Part of Vuli Nyoni’s ‘Murmuration’ at the GUS Art Gallery in Dorp Street last year.

There is no doubt that the Rhodes statue should move from its current location. It should have moved a long time ago. The remarkable thing is not that there are students – black and white – that demand its removal. Instead, it is remarkable that a man that caused so much pain expropriating the lands of blacks across southern Africa and Boers in the Republics could escape the furies of so many for so long. Not anymore.

#RhodesMustFall is a no-brainer. But what should substitute Rhodes’ statue is the far more difficult question. Not only on the premises of UCT, but across South African campuses. Offensive names across the country – like the DF Malan centre at Stellenbosch University (despite my attempts last year to suggest that it can be seen as a victory over the past) – have changed. But, as far as I can see anyway, there is no discussion about forging a new, inclusive identity. This has to do with the unfortunate way the Rhodes statue has given rise to groups that want to score cheap political points; the poo-throwing, militaristic, nationalistic and even extremist sentiments expressed in many of the student meetings are an unhappy result of UCT dragging its feet. Now Rhodes’ statue will fall at the hands of opportunists instead of a progressive movement for change.

It’s necessary to recast the past, of course. It’s also easy. What is much more difficult is to define an inclusive vision of the future.

So let me try. On Thursday evening I attended the International Food Evening at Stellenbosch University. More than a thousand students descended on  Academia residence to taste the cuisine of our international  visitors; food from Belgium (who won first prize) to Zimbabwe (who came third) was on offer, as well as that of 23 other countries. It was fun and festive, delicious and diverse. These are not the pictures, unfortunately, the Cape Times report on their cover, because they don’t fit the stereotypical image of Stellenbosch as the last bastion of Afrikaner racism. Instead, Congolese and Canadian, Zulu and Zambian, Swazi and Swiss, Angolans and Afrikaners were conversing under the stars, tasting foreign foods and drinking beer. That image, to me at least, represents a future Stellenbosch, and a future South African society.

That is, a society that is not uniform (where we all look, think, act the same), but united in our purpose to build a prosperous society for all. For too long in our history, those in power had a vision of South Africa that excluded those who lived in it: Rhodes’ vision of a British Empire in Africa had no space for black or Boer. The Afrikaners’ vision of apartheid South Africa had no space black South Africans. And, in truth, the current regime seems to hell bent on disenfranchising amakwerekwere, Africans from countries outside South Africa. A recent estimate suggests that at least 5% of the people in this country are Zimbabweans, more than 3 million in total.
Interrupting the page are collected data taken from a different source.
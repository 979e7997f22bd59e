//! Capacity fade from cycling and from calendar age.
//!
//! Cycling damage comes from a streaming single-pass rainflow counter driven
//! by depth-of-discharge readings: each closed hysteresis loop looks up its
//! capacity cost by bilinear interpolation of the (DOD, cycles, capacity)
//! matrix. Calendar fade is either absent, a square-root-in-time model with
//! Arrhenius-style temperature and SOC sensitivity, or a day-age table. The
//! composite takes the minimum of the two and never lets relative capacity
//! increase between replacements.

use std::collections::BTreeSet;

use ordered_float::OrderedFloat;
use serde::{Deserialize, Serialize};

use crate::params::{CalendarFade, LifetimeParams, TimeParams};
use crate::utils::{interpolate, linterp_rows, HOURS_PER_DAY};

#[derive(Debug, Clone, PartialEq, Serialize, Deserialize)]
pub struct CycleLifetimeState {
    /// Relative capacity from cycling damage [% of nominal].
    pub relative_q: f64,
    /// Most recent rainflow ranges.
    pub x_range: f64,
    pub y_range: f64,
    /// Range of the last counted cycle.
    pub range: f64,
    /// Running mean of all counted cycle ranges.
    pub average_range: f64,
    pub n_cycles: usize,
    /// Rainflow peak stack, bounded by the reversals awaiting closure.
    pub peaks: Vec<f64>,
    /// Index of the newest peak under consideration.
    pub peak_cursor: usize,
}

/// Streaming rainflow cycle counter with matrix-driven damage.
#[derive(Debug, Clone)]
pub struct CycleLifetime {
    state: CycleLifetimeState,
}

impl CycleLifetime {
    pub fn new(params: &LifetimeParams) -> Self {
        Self {
            state: CycleLifetimeState {
                relative_q: bilinear(params, 0.0, 0.0),
                x_range: 0.0,
                y_range: 0.0,
                range: 0.0,
                average_range: 0.0,
                n_cycles: 0,
                peaks: Vec::new(),
                peak_cursor: 0,
            },
        }
    }

    pub fn state(&self) -> &CycleLifetimeState {
        &self.state
    }

    pub fn set_state(&mut self, state: CycleLifetimeState) {
        self.state = state;
    }

    pub fn relative_q(&self) -> f64 {
        self.state.relative_q
    }

    /// Feed the next DOD reading [%] into the counter.
    pub fn run(&mut self, dod: f64, params: &LifetimeParams) {
        self.state.peaks.push(dod);
        let mut need_data = false;

        loop {
            if self.state.peak_cursor < 2 {
                need_data = true;
                break;
            }
            let j = self.state.peak_cursor;
            self.state.y_range = (self.state.peaks[j - 1] - self.state.peaks[j - 2]).abs();
            self.state.x_range = (self.state.peaks[j] - self.state.peaks[j - 1]).abs();

            if self.state.x_range < self.state.y_range {
                need_data = true;
                break;
            }
            self.count_cycle(params);
        }

        if need_data {
            self.state.peak_cursor += 1;
        }
    }

    /// Count range Y, discard its peak and valley, keep the newest reading.
    fn count_cycle(&mut self, params: &LifetimeParams) {
        let state = &mut self.state;
        state.range = state.y_range;
        state.average_range = (state.average_range * state.n_cycles as f64 + state.range)
            / (state.n_cycles as f64 + 1.0);
        state.n_cycles += 1;

        let n = state.n_cycles as f64;
        let average = state.average_range;
        let dq = bilinear(params, average, n) - bilinear(params, average, n + 1.0);
        if dq > 0.0 {
            state.relative_q -= dq;
        }
        if state.relative_q < 0.0 {
            state.relative_q = 0.0;
        }

        let newest = state.peaks[state.peak_cursor];
        state.peaks.truncate(state.peaks.len() - 3);
        state.peaks.push(newest);
        state.peak_cursor -= 2;
    }

    /// Capacity cost of one more cycle at the running average range [%].
    pub fn estimate_cycle_damage(&self, params: &LifetimeParams) -> f64 {
        let dod = if self.state.average_range > 0.0 {
            self.state.average_range
        } else {
            50.0
        };
        let n = self.state.n_cycles as f64;
        bilinear(params, dod, n + 1.0) - bilinear(params, dod, n + 2.0)
    }

    pub fn replace(&mut self, replacement_percent: f64, params: &LifetimeParams) {
        let fresh = bilinear(params, 0.0, 0.0);
        let state = &mut self.state;
        state.relative_q = (state.relative_q + replacement_percent).min(fresh);

        // partially-replaced banks keep their cycle history
        if replacement_percent >= 100.0 {
            state.n_cycles = 0;
        }

        state.peak_cursor = 0;
        state.x_range = 0.0;
        state.y_range = 0.0;
        state.range = 0.0;
        state.peaks.clear();
    }
}

/// Capacity percent at (DOD, cycle count): interpolate capacity vs cycles
/// along the two DOD levels bracketing the request, then across DOD.
fn bilinear(params: &LifetimeParams, dod: f64, cycle_number: f64) -> f64 {
    let matrix = &params.cycle_matrix;
    let unique_dods: BTreeSet<OrderedFloat<f64>> =
        matrix.iter().map(|row| OrderedFloat(row[0])).collect();

    if unique_dods.len() <= 1 {
        let rows: Vec<[f64; 2]> = matrix.iter().map(|row| [row[1], row[2]]).collect();
        return linterp_rows(&rows, cycle_number);
    }

    let mut d_lo = 0.0;
    let mut d_hi = 100.0;
    for row in matrix {
        let d = row[0];
        if d < dod && d > d_lo {
            d_lo = d;
        } else if d >= dod && d < d_hi {
            d_hi = d;
        }
    }

    let rows_at = |level: f64| -> Vec<[f64; 2]> {
        matrix
            .iter()
            .filter(|row| row[0] == level)
            .map(|row| [row[1], row[2]])
            .collect()
    };

    let low_rows = rows_at(d_lo);
    let mut high_rows = rows_at(d_hi);

    // above the deepest characterized DOD: clamp to the deepest present
    if high_rows.is_empty() {
        let d_max = matrix
            .iter()
            .map(|row| OrderedFloat(row[0]))
            .max()
            .map(|d| d.into_inner())
            .unwrap_or(d_hi);
        high_rows = rows_at(d_max);
    }

    let c_lo = if low_rows.is_empty() {
        // shallower than any characterized DOD: no damage at 0% DOD
        100.0
    } else {
        linterp_rows(&low_rows, cycle_number).max(0.0)
    };
    let c_hi = linterp_rows(&high_rows, cycle_number).min(100.0);

    interpolate(d_lo, c_lo, d_hi, c_hi, dod)
}

#[derive(Debug, Clone, PartialEq, Serialize, Deserialize)]
pub struct CalendarLifetimeState {
    /// Relative capacity from calendar fade [% of nominal].
    pub q: f64,
    pub day_age_of_battery: usize,
    /// Model-mode fractional fade, previous and current.
    pub dq_old: f64,
    pub dq_new: f64,
    /// Last lifetime index processed; a step only runs past it.
    pub last_idx: usize,
}

/// Calendar fade, advanced once per strictly-increasing lifetime index.
#[derive(Debug, Clone)]
pub struct CalendarLifetime {
    state: CalendarLifetimeState,
    dt_day: f64,
    steps_per_day: usize,
}

impl CalendarLifetime {
    pub fn new(params: &LifetimeParams, time: &TimeParams) -> Self {
        let q = match &params.calendar {
            CalendarFade::Model { q0, .. } => q0 * 100.0,
            _ => 100.0,
        };
        Self {
            state: CalendarLifetimeState {
                q,
                day_age_of_battery: 0,
                dq_old: 0.0,
                dq_new: 0.0,
                last_idx: 0,
            },
            dt_day: time.dt_hour / HOURS_PER_DAY as f64,
            steps_per_day: HOURS_PER_DAY * time.steps_per_hour,
        }
    }

    pub fn state(&self) -> &CalendarLifetimeState {
        &self.state
    }

    pub fn set_state(&mut self, state: CalendarLifetimeState) {
        self.state = state;
    }

    pub fn relative_q(&self) -> f64 {
        self.state.q
    }

    pub fn run(
        &mut self,
        lifetime_index: usize,
        t_battery_k: f64,
        soc_percent: f64,
        params: &LifetimeParams,
    ) {
        if matches!(params.calendar, CalendarFade::None) {
            return;
        }
        if lifetime_index <= self.state.last_idx {
            return;
        }

        // day-age advancement is gated separately from the dq update
        if lifetime_index % self.steps_per_day == 0 {
            self.state.day_age_of_battery += 1;
        }

        match &params.calendar {
            CalendarFade::Model { q0, a, b, c } => {
                self.run_model(t_battery_k, soc_percent * 0.01, *q0, *a, *b, *c)
            }
            CalendarFade::Table { rows } => self.run_table(rows),
            CalendarFade::None => {}
        }

        self.state.last_idx = lifetime_index;
    }

    fn run_model(&mut self, t_battery_k: f64, soc_fraction: f64, q0: f64, a: f64, b: f64, c: f64) {
        let k_cal = a
            * (b * (1.0 / t_battery_k - 1.0 / 296.0)).exp()
            * (c * (soc_fraction / t_battery_k - 1.0 / 296.0)).exp();

        let state = &mut self.state;
        state.dq_new = if state.dq_old == 0.0 {
            k_cal * self.dt_day.sqrt()
        } else {
            (0.5 * k_cal.powi(2) / state.dq_old) * self.dt_day + state.dq_old
        };
        state.dq_old = state.dq_new;
        state.q = (q0 - state.dq_new) * 100.0;
    }

    fn run_table(&mut self, rows: &[[f64; 2]]) {
        let age = self.state.day_age_of_battery as f64;
        let n = rows.len() - 1;

        let mut day_lo = 0.0;
        let mut day_hi = rows[n][0];
        let mut capacity_lo = 100.0;
        let mut capacity_hi = 0.0;
        for row in rows {
            if row[0] <= age {
                day_lo = row[0];
                capacity_lo = row[1];
            }
            if row[0] > age {
                day_hi = row[0];
                capacity_hi = row[1];
                break;
            }
        }
        // past the end of the table: extrapolate from the last segment
        if day_lo == day_hi {
            day_lo = rows[n - 1][0];
            capacity_lo = rows[n - 1][1];
            day_hi = rows[n][0];
            capacity_hi = rows[n][1];
        }

        self.state.q = interpolate(day_lo, capacity_lo, day_hi, capacity_hi, age);
    }

    pub fn replace(&mut self, replacement_percent: f64, params: &LifetimeParams) {
        let state = &mut self.state;
        state.q += replacement_percent;
        if let CalendarFade::Model { q0, .. } = &params.calendar {
            state.q = state.q.min(q0 * 100.0);
        }
        state.dq_new = 0.0;
        state.dq_old = 0.0;
        if replacement_percent >= 100.0 {
            state.day_age_of_battery = 0;
            state.last_idx = 0;
        }
    }
}

#[derive(Debug, Clone, PartialEq, Serialize, Deserialize)]
pub struct LifetimeState {
    pub cycle: CycleLifetimeState,
    pub calendar: CalendarLifetimeState,
    /// Combined relative capacity [% of nominal].
    pub relative_q: f64,
}

/// Cycle and calendar fade combined: the battery is only as good as its worse
/// degradation channel.
#[derive(Debug, Clone)]
pub struct Lifetime {
    cycle: CycleLifetime,
    calendar: CalendarLifetime,
    relative_q: f64,
}

impl Lifetime {
    pub fn new(params: &LifetimeParams, time: &TimeParams) -> Self {
        Self {
            cycle: CycleLifetime::new(params),
            calendar: CalendarLifetime::new(params, time),
            relative_q: 100.0,
        }
    }

    pub fn run(
        &mut self,
        lifetime_index: usize,
        dod: f64,
        charge_changed: bool,
        t_battery_k: f64,
        params: &LifetimeParams,
    ) {
        let q_last = self.relative_q;

        if self.relative_q > 0.0 {
            if charge_changed {
                self.cycle.run(dod, params);
            }
            self.calendar
                .run(lifetime_index, t_battery_k, 100.0 - dod, params);
            self.relative_q = self.cycle.relative_q().min(self.calendar.relative_q());
        }
        if self.relative_q < 0.0 {
            self.relative_q = 0.0;
        }
        // capacity cannot recover between replacements
        if self.relative_q > q_last {
            self.relative_q = q_last;
        }
    }

    pub fn replace(&mut self, replacement_percent: f64, params: &LifetimeParams) {
        self.cycle.replace(replacement_percent, params);
        self.calendar.replace(replacement_percent, params);
        self.relative_q = self.cycle.relative_q().min(self.calendar.relative_q());
    }

    pub fn relative_q(&self) -> f64 {
        self.relative_q
    }

    pub fn relative_q_cycle(&self) -> f64 {
        self.cycle.relative_q()
    }

    pub fn relative_q_calendar(&self) -> f64 {
        self.calendar.relative_q()
    }

    pub fn cycles_elapsed(&self) -> usize {
        self.cycle.state().n_cycles
    }

    pub fn average_cycle_range(&self) -> f64 {
        self.cycle.state().average_range
    }

    pub fn estimate_cycle_damage(&self, params: &LifetimeParams) -> f64 {
        self.cycle.estimate_cycle_damage(params)
    }

    pub fn state(&self) -> LifetimeState {
        LifetimeState {
            cycle: self.cycle.state().clone(),
            calendar: self.calendar.state().clone(),
            relative_q: self.relative_q,
        }
    }

    pub fn set_state(&mut self, state: LifetimeState) {
        self.cycle.set_state(state.cycle);
        self.calendar.set_state(state.calendar);
        self.relative_q = state.relative_q;
    }
}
What is happening to them is much the same as what happened to blacks during apartheid.

How do we build this inclusive, prosperous future? First we must step away from the strive toward uniformity. Nationalism is an idea that has been tried before and it has failed, again and again. When we flock, as Vuli Nyoni pointed out in an US/Leuven Thinktank seminar earlier on Thursday evening, we tend to lose track of our personal convictions, our personal identities. Perhaps our emphasis on ubuntu – I am who I am through other people – has made us (and here I include not only black South Africans because I think Afrikaners have this characteristic too) prone to groupthink, or flocking. Birds of a feather flock together is what we like to say, but instead of shared appearances we should be focusing on a shared purpose.

Second, we must grow. I don’t want to discuss economic policy here, but consider the collective entrepreneurial spirit of the Asian countries over the last three decades. Government, business and civil society shared a vision of a prosperous future, implementing pro-growth policies that allowed millions to escape poverty and thousands to become millionaires. India, China, and South Korea, despite their own legacies of colonialism, now have large middle classes that can enjoy the fruits of capitalism. South Africans, by focusing so much on the injustices of the past, should be wary of trying too hard to create a new past instead of a new future.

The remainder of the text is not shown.